Forlì, l’avvocata Paola Monaldi: “Il patriarcato non è reato, è una frase forte ma è la realtà”

Forlì

“Il patriarcato non è reato”. è la frase pronunciata dall’avvocata Paola Monaldi in occasione dell’arringa finale durante il processo a carico di un 72enne forlivese accusato di maltrattamenti e minacce nei confronti dell’ex compagna. Parole che hanno portato all’assoluzione dell’uomo, ma che di fatto hanno messo in luce il divario tra la fredda logica del diritto penale e la sensibilità etica e sociale. Insomma, l’aula del Tribunale di Forlì si è trasformata nel palcoscenico di un dibattito che va ben oltre i faldoni del processo stesso.

Avvocata, la sua frase sul patriarcato ha suscitato diverse reazioni. Può spiegare il contesto giuridico in cui l’ha pronunciata e perché era necessaria per la difesa del suo assistito?

«Intanto la frase che ho pronunciato è stata detta all’interno di un contesto giuridico specifico in cui una mentalità “datata” non necessariamente sfocia nel diritto penale. Il passo successivo da fare è capire cosa si intende per patriarcato che, attenzione, in questa circostanza non vuole fare riferimento a discriminazioni o violenze.
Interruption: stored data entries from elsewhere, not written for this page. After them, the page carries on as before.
//! Observed carb absorption
//!
//! Reconciles each carb entry's declared absorption against the absorption
//! observed from glucose counteraction, producing a `CarbStatus` that never
//! claims less than the minimum absorption guaranteed by the maximum allowed
//! absorption time, nor more than the entry total.

use chrono::{DateTime, Utc};

use crate::carbs::absorption::{AbsorptionShape, CarbAbsorptionModel};
use crate::carbs::{DEFAULT_ABSORPTION_TIME, DEFAULT_ABSORPTION_TIME_OVERRUN, DEFAULT_EFFECT_DELAY};
use crate::glucose::types::{GlucoseEffect, GlucoseEffectVelocity};
use crate::timeline::{
    add_seconds, closest_prior, date_ceiled_to_interval, date_floored_to_interval, seconds_between,
    AbsoluteScheduleValue, TimelineValue,
};
use crate::units::{Quantity, Unit};

/// A reported carbohydrate entry. Immutable once given to a computation pass.
#[derive(Debug, Clone, PartialEq)]
pub struct CarbEntry {
    pub quantity: Quantity,
    pub start_date: DateTime<Utc>,
    /// The declared absorption time, in seconds, if the user specified one.
    pub absorption_time: Option<f64>,
}

impl CarbEntry {
    pub fn grams(&self) -> f64 {
        self.quantity.double_value(Unit::Gram)
    }

    /// Grams still unabsorbed at `date` under the static model.
    pub fn carbs_on_board(
        &self,
        date: DateTime<Utc>,
        default_absorption_time: f64,
        delay: f64,
        shape: &dyn AbsorptionShape,
    ) -> f64 {
        let time = seconds_between(date, self.start_date);
        if time >= 0.0 {
            shape.unabsorbed_carbs(
                self.grams(),
                time - delay,
                self.absorption_time.unwrap_or(default_absorption_time),
            )
        } else {
            0.0
        }
    }

    /// Grams absorbed at `date` under the static model.
    pub fn absorbed_carbs(
        &self,
        date: DateTime<Utc>,
        absorption_time: f64,
        delay: f64,
        shape: &dyn AbsorptionShape,
    ) -> f64 {
        let time = seconds_between(date, self.start_date);
        shape.absorbed_carbs(self.grams(), time - delay, absorption_time)
    }
}

impl TimelineValue for CarbEntry {
    fn start_date(&self) -> DateTime<Utc> {
        self.start_date
    }
}

/// Grams of carbohydrate attributed over a date interval.
#[derive(Debug, Clone, Copy, PartialEq)]
pub struct CarbValue {
    pub start_date: DateTime<Utc>,
    pub end_date: DateTime<Utc>,
    /// Grams.
    pub value: f64,
}

impl TimelineValue for CarbValue {
    fn start_date(&self) -> DateTime<Utc> {
        self.start_date
    }

    fn end_date(&self) -> DateTime<Utc> {
        self.end_date
    }
}

/// A quantity of carbs absorbed over a date interval, clamped within the
/// bounds the model allows.
#[derive(Debug, Clone, PartialEq)]
pub struct AbsorbedCarbValue {
    /// The quantity of carbs observed absorbing.
    pub observed: Quantity,
    /// The observed quantity clamped between the minimum guaranteed and the
    /// entry total.
    pub clamped: Quantity,
    /// The quantity entered as eaten.
    pub total: Quantity,
    /// The quantity expected to still absorb.
    pub remaining: Quantity,
    /// The interval over which absorption was observed.
    pub observed_start: DateTime<Utc>,
    pub observed_end: DateTime<Utc>,
    /// The predicted time, in seconds, for the remaining carbs to absorb.
    pub estimated_time_remaining: f64,
    /// The time, in seconds, required to absorb the observed carbs.
    pub time_to_absorb_observed_carbs: f64,
}

impl AbsorbedCarbValue {
    /// The total projected absorption interval.
    pub fn estimated_duration(&self) -> f64 {
        seconds_between(self.observed_end, self.observed_start) + self.estimated_time_remaining
    }

    /// Whether absorption is still in progress.
    pub fn is_active(&self) -> bool {
        self.estimated_time_remaining > 0.0
    }

    /// Observed absorption as a fraction of the total.
    pub fn observed_progress(&self) -> f64 {
        let total = self.total.double_value(Unit::Gram);
        if total > 0.0 {
            self.observed.double_value(Unit::Gram) / total
        } else {
            0.0
        }
    }
}

/// A carb entry paired with its reconciled absorption. Derived, never
/// mutated after construction.
#[derive(Debug, Clone, PartialEq)]
pub struct CarbStatus {
    pub entry: CarbEntry,
    pub absorption: AbsorbedCarbValue,
    /// The timeline of attributed grams, present only when observation kept
    /// pace with the minimum guaranteed absorption.
    pub observed_timeline: Option<Vec<CarbValue>>,
}

impl CarbStatus {
    /// Grams still unabsorbed at `date`, preferring the observed timeline
    /// and estimated remaining rate over the static model.
    pub fn dynamic_carbs_on_board(
        &self,
        date: DateTime<Utc>,
        delay: f64,
        shape: &dyn AbsorptionShape,
    ) -> f64 {
        if date < self.entry.start_date {
            return 0.0;
        }

        let total = self.absorption.total.double_value(Unit::Gram);
        (total - self.dynamic_absorbed_carbs(date, delay, shape)).max(0.0)
    }

    /// Grams absorbed at `date`: observed attribution through the
    /// observation window, then the remaining grams projected at the
    /// estimated remaining rate.
    pub fn dynamic_absorbed_carbs(
        &self,
        date: DateTime<Utc>,
        delay: f64,
        shape: &dyn AbsorptionShape,
    ) -> f64 {
        if date < self.entry.start_date {
            return 0.0;
        }

        let total = self.absorption.total.double_value(Unit::Gram);

        let timeline = match &self.observed_timeline {
            Some(timeline) if !timeline.is_empty() => timeline,
            _ => {
                // Observation lagged the guaranteed minimum; fall back to the
                // model over the estimated total duration
                let time = seconds_between(date, self.entry.start_date) - delay;
                return shape.absorbed_carbs(total, time, self.absorption.estimated_duration());
            }
        };

        let mut observed = 0.0;
        for value in timeline {
            if value.end_date <= date {
                observed += value.value;
            } else {
                if value.start_date < date {
                    let span = seconds_between(value.end_date, value.start_date);
                    if span > 0.0 {
                        observed += value.value * seconds_between(date, value.start_date) / span;
                    }
                }
                break;
            }
        }

        let observed_end = self.absorption.observed_end;
        if date > observed_end && self.absorption.estimated_time_remaining > 0.0 {
            let remaining = self.absorption.remaining.double_value(Unit::Gram);
            let time = seconds_between(date, observed_end);
            observed += shape.absorbed_carbs(
                remaining,
                time,
                self.absorption.estimated_time_remaining,
            );
        }

        observed.min(total)
    }
}

impl TimelineValue for CarbStatus {
    fn start_date(&self) -> DateTime<Utc> {
        self.entry.start_date
    }
}

/// Settings shared by the carb reconciliation pass.
#[derive(Debug, Clone)]
pub struct CarbModelSettings {
    pub absorption_model: CarbAbsorptionModel,
    /// Multiplier on the declared absorption time giving the maximum allowed
    /// absorption time.
    pub absorption_time_overrun: f64,
    /// Multiplier on the declared absorption time giving the initial assumed
    /// absorption time.
    pub initial_absorption_time_overrun: f64,
    pub default_absorption_time: f64,
    pub delay: f64,
    pub adaptive_absorption_rate_enabled: bool,
    /// Fraction of the initial absorption time to wait before the adaptive
    /// rate takes over, when enabled.
    pub adaptive_rate_standby_interval_fraction: f64,
}

impl Default for CarbModelSettings {
    fn default() -> Self {
        CarbModelSettings {
            absorption_model: CarbAbsorptionModel::PiecewiseLinear,
            absorption_time_overrun: DEFAULT_ABSORPTION_TIME_OVERRUN,
            initial_absorption_time_overrun: DEFAULT_ABSORPTION_TIME_OVERRUN,
            default_absorption_time: DEFAULT_ABSORPTION_TIME,
            delay: DEFAULT_EFFECT_DELAY,
            adaptive_absorption_rate_enabled: false,
            adaptive_rate_standby_interval_fraction: 0.2,
        }
    }
}

/// Aggregates the declared entry data, the absorption observed from glucose
/// counteraction, and the clamping bounds, to produce a `CarbStatus`.
pub struct CarbStatusBuilder {
    entry: CarbEntry,
    shape: &'static dyn AbsorptionShape,
    adaptive_absorption_rate_enabled: bool,
    adaptive_rate_standby_interval_fraction: f64,

    entry_grams: f64,
    /// The total glucose effect expected for this entry, in mg/dL.
    entry_effect: f64,
    /// mg/dL per gram.
    carbohydrate_sensitivity_factor: f64,
    initial_absorption_time: f64,
    max_absorption_time: f64,
    delay: f64,
    /// The maximum end date allowed for this entry's absorption.
    max_end_date: DateTime<Utc>,
    last_effect_date: DateTime<Utc>,

    observed_completion_date: Option<DateTime<Utc>>,
    observed_effect: f64,
    observed_timeline: Vec<CarbValue>,
}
Se una donna sceglie di avere una relazione con un uomo che è legato all’idea di una famiglia tradizionale, non è contro la legge lei, ma nemmeno lui ha commesso un reato. è un retaggio vecchio certamente, ma sono situazioni che esistono e non costituiscono reato. è una scelta libera tra due persone, tra le quali non deve mancare il rispetto ovviamente. Si viene condannati per aver violato una legge specifica, non per aver adottato comportamenti che, seppur anacronistici o non condivisi, non integrano la soglia del maltrattamento che invece è perseguibile».

Come risponde a chi sostiene che una donna avvocata non dovrebbe usare argomentazioni che sembrano minimizzare dinamiche di potere patriarcali?

«Non sono interessata alla discussione. Conosco donne che farebbero di tutto per stare a casa dal lavoro e accudire il focolare facendo gestire tutto all’uomo, altre che invece preferiscono essere indipendenti. Se c’è un accordo tra due persone e si è scelto liberamente di vivere una relazione, anche se il retaggio può non rispecchiare i tempi moderni, non vuol dire essere criminali. A mio avviso questa non è violenza, che è cosa ben diversa e grave».

Ritiene che la frase “il patriarcato non è reato” , pronunciata da una donna, abbia avuto un peso diverso davanti al giudice rispetto a se fosse stata pronunciata da un collega uomo?

«Potrebbe, non so ancora se questo effettivamente abbia fatto la differenza però probabilmente pronunciata da un uomo avrebbe potuto avere un altro tipo di finale. Aspetto le motivazioni della sentenza tra 90 giorni».

Ha mai provato un conflitto interiore tra il suo essere donna e il dovere professionale di difendere un uomo accusato di maltrattamenti o peggio ancora di violenza?

«Per me è un lavoro, non avrei fatto l’avvocato altrimenti. In questo caso, ma più in generale sempre quando ho a che fare con i miei clienti, ho avuto fiducia nel mio assistito. Se non fosse stato così, avrei chiesto il patteggiamento o il rito abbreviato».